Data excerpts

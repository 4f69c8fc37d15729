use lazy_static::lazy_static;

use crate::class::ObjectClass;
use crate::config::{ConfigDomain, ConfigKey};
use crate::core::Value;

pub const CRATE_VERSION: &str = env!("CARGO_PKG_VERSION");

lazy_static! {
    /// Root of every class hierarchy.
    pub static ref BASE_OBJECT: ObjectClass = ObjectClass::builder("BaseObject")
        .tag("object_type", "object")
        .tag("crate_version", CRATE_VERSION)
        .config(
            ConfigKey::new("warnings", "on", ConfigDomain::one_of(["on", "off"]))
                .doc("\"on\" emits deprecation notices for aliased tags, \"off\" silences them"),
        )
        .config(
            ConfigKey::new("backend:parallel", Value::Null, parallel_backends())
                .doc("backend used by higher level code to broadcast work; null runs sequentially"),
        )
        .config(
            ConfigKey::new("backend:parallel:params", Value::Null, ConfigDomain::MapOrNull)
                .doc("extra parameters passed to the parallel backend"),
        )
        .config(
            ConfigKey::new("display", "diagram", ConfigDomain::one_of(["diagram", "text"]))
                .doc("how interactive front ends render the object"),
        )
        .config(
            ConfigKey::new("print_changed_only", true, ConfigDomain::Bool)
                .doc("when true, the textual form lists only parameters that differ from their defaults"),
        )
        .build();

    /// Base class of fittable objects.
    pub static ref BASE_ESTIMATOR: ObjectClass = ObjectClass::builder("BaseEstimator")
        .extends(&BASE_OBJECT)
        .tag("object_type", "estimator")
        .build();
}

fn parallel_backends() -> ConfigDomain {
    ConfigDomain::OneOf(vec![
        Value::Null,
        Value::from("loky"),
        Value::from("multiprocessing"),
        Value::from("threading"),
        Value::from("joblib"),
        Value::from("dask"),
        Value::from("ray"),
    ])
}
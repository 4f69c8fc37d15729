//! Process-wide class name -> class snapshot registry.
//!
//! Loading needs to go from a stored class name back to a constructor. Any
//! class an object graph touches during `save` is registered automatically;
//! a fresh process must call [`register_class`] before loading.

use std::collections::HashMap;
use std::ptr;
use std::sync::RwLock;

use lazy_static::lazy_static;

use crate::class::ObjectClass;
use crate::core::{BaseError, Result};

lazy_static! {
    static ref CLASS_REGISTRY: RwLock<HashMap<&'static str, &'static ObjectClass>> =
        RwLock::new(HashMap::new());
}

/// Registers `class` under its name. Registering the same snapshot twice is
/// a no-op; a different snapshot under a taken name is an error.
pub fn register_class(class: &'static ObjectClass) -> Result<()> {
    {
        let registry = CLASS_REGISTRY.read()?;
        if let Some(existing) = registry.get(class.name()) {
            return check_same(existing, class);
        }
    }
    let mut registry = CLASS_REGISTRY.write()?;
    match registry.get(class.name()) {
        Some(existing) => check_same(existing, class),
        None => {
            registry.insert(class.name(), class);
            Ok(())
        }
    }
}

pub fn lookup_class(name: &str) -> Result<&'static ObjectClass> {
    CLASS_REGISTRY
        .read()?
        .get(name)
        .copied()
        .ok_or_else(|| BaseError::UnknownClass(name.to_string()))
}

/// Registered class names, sorted.
pub fn registered_classes() -> Vec<&'static str> {
    let mut names: Vec<&'static str> = match CLASS_REGISTRY.read() {
        Ok(registry) => registry.keys().copied().collect(),
        Err(poisoned) => poisoned.into_inner().keys().copied().collect(),
    };
    names.sort_unstable();
    names
}

fn check_same(existing: &'static ObjectClass, class: &'static ObjectClass) -> Result<()> {
    if ptr::eq(existing, class) {
        Ok(())
    } else {
        Err(BaseError::DuplicateClass(class.name().to_string()))
    }
}

#[cfg(test)]
mod tests {
    use super::*;
    use lazy_static::lazy_static;

    lazy_static! {
        static ref REGISTERED: ObjectClass = ObjectClass::builder("RegistryProbe").build();
        static ref IMPOSTOR: ObjectClass = ObjectClass::builder("RegistryProbe").build();
    }

    #[test]
    fn test_register_and_lookup() {
        register_class(&REGISTERED).unwrap();
        register_class(&REGISTERED).unwrap();
        let found = lookup_class("RegistryProbe").unwrap();
        assert!(ptr::eq(found, &*REGISTERED));
        assert!(registered_classes().contains(&"RegistryProbe"));
    }

    #[test]
    fn test_duplicate_name_rejected() {
        register_class(&REGISTERED).unwrap();
        assert!(matches!(
            register_class(&IMPOSTOR),
            Err(BaseError::DuplicateClass(name)) if name == "RegistryProbe"
        ));
    }

    #[test]
    fn test_unknown_class() {
        assert!(matches!(
            lookup_class("NeverRegistered"),
            Err(BaseError::UnknownClass(_))
        ));
    }
}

Action item
Each line in the data is to be written out precisely.

Solution for this exercise
repository 4f69c8fc37d15729
use lazy_static::lazy_static;

use crate::class::ObjectClass;
use crate::config::{ConfigDomain, ConfigKey};
use crate::core::Value;

pub const CRATE_VERSION: &str = env!("CARGO_PKG_VERSION");

lazy_static! {
    /// Root of every class hierarchy.
    pub static ref BASE_OBJECT: ObjectClass = ObjectClass::builder("BaseObject")
        .tag("object_type", "object")
        .tag("crate_version", CRATE_VERSION)
        .config(
            ConfigKey::new("warnings", "on", ConfigDomain::one_of(["on", "off"]))
                .doc("\"on\" emits deprecation notices for aliased tags, \"off\" silences them"),
        )
        .config(
            ConfigKey::new("backend:parallel", Value::Null, parallel_backends())
                .doc("backend used by higher level code to broadcast work; null runs sequentially"),
        )
        .config(
            ConfigKey::new("backend:parallel:params", Value::Null, ConfigDomain::MapOrNull)
                .doc("extra parameters passed to the parallel backend"),
        )
        .config(
            ConfigKey::new("display", "diagram", ConfigDomain::one_of(["diagram", "text"]))
                .doc("how interactive front ends render the object"),
        )
        .config(
            ConfigKey::new("print_changed_only", true, ConfigDomain::Bool)
                .doc("when true, the textual form lists only parameters that differ from their defaults"),
        )
        .build();

    /// Base class of fittable objects.
    pub static ref BASE_ESTIMATOR: ObjectClass = ObjectClass::builder("BaseEstimator")
        .extends(&BASE_OBJECT)
        .tag("object_type", "estimator")
        .build();
}

fn parallel_backends() -> ConfigDomain {
    ConfigDomain::OneOf(vec![
        Value::Null,
        Value::from("loky"),
        Value::from("multiprocessing"),
        Value::from("threading"),
        Value::from("joblib"),
        Value::from("dask"),
        Value::from("ray"),
    ])
}
repository 4f69c8fc37d15729
//! Process-wide class name -> class snapshot registry.
//!
//! Loading needs to go from a stored class name back to a constructor. Any
//! class an object graph touches during `save` is registered automatically;
//! a fresh process must call [`register_class`] before loading.

use std::collections::HashMap;
use std::ptr;
use std::sync::RwLock;

use lazy_static::lazy_static;

use crate::class::ObjectClass;
use crate::core::{BaseError, Result};

lazy_static! {
    static ref CLASS_REGISTRY: RwLock<HashMap<&'static str, &'static ObjectClass>> =
        RwLock::new(HashMap::new());
}

/// Registers `class` under its name. Registering the same snapshot twice is
/// a no-op; a different snapshot under a taken name is an error.
pub fn register_class(class: &'static ObjectClass) -> Result<()> {
    {
        let registry = CLASS_REGISTRY.read()?;
        if let Some(existing) = registry.get(class.name()) {
            return check_same(existing, class);
        }
    }
    let mut registry = CLASS_REGISTRY.write()?;
    match registry.get(class.name()) {
        Some(existing) => check_same(existing, class),
        None => {
            registry.insert(class.name(), class);
            Ok(())
        }
    }
}

pub fn lookup_class(name: &str) -> Result<&'static ObjectClass> {
    CLASS_REGISTRY
        .read()?
        .get(name)
        .copied()
        .ok_or_else(|| BaseError::UnknownClass(name.to_string()))
}

/// Registered class names, sorted.
pub fn registered_classes() -> Vec<&'static str> {
    let mut names: Vec<&'static str> = match CLASS_REGISTRY.read() {
        Ok(registry) => registry.keys().copied().collect(),
        Err(poisoned) => poisoned.into_inner().keys().copied().collect(),
    };
    names.sort_unstable();
    names
}

fn check_same(existing: &'static ObjectClass, class: &'static ObjectClass) -> Result<()> {
    if ptr::eq(existing, class) {
        Ok(())
    } else {
        Err(BaseError::DuplicateClass(class.name().to_string()))
    }
}

#[cfg(test)]
mod tests {
    use super::*;
    use lazy_static::lazy_static;

    lazy_static! {
        static ref REGISTERED: ObjectClass = ObjectClass::builder("RegistryProbe").build();
        static ref IMPOSTOR: ObjectClass = ObjectClass::builder("RegistryProbe").build();
    }

    #[test]
    fn test_register_and_lookup() {
        register_class(&REGISTERED).unwrap();
        register_class(&REGISTERED).unwrap();
        let found = lookup_class("RegistryProbe").unwrap();
        assert!(ptr::eq(found, &*REGISTERED));
        assert!(registered_classes().contains(&"RegistryProbe"));
    }

    #[test]
    fn test_duplicate_name_rejected() {
        register_class(&REGISTERED).unwrap();
        assert!(matches!(
            register_class(&IMPOSTOR),
            Err(BaseError::DuplicateClass(name)) if name == "RegistryProbe"
        ));
    }

    #[test]
    fn test_unknown_class() {
        assert!(matches!(
            lookup_class("NeverRegistered"),
            Err(BaseError::UnknownClass(_))
        ));
    }
}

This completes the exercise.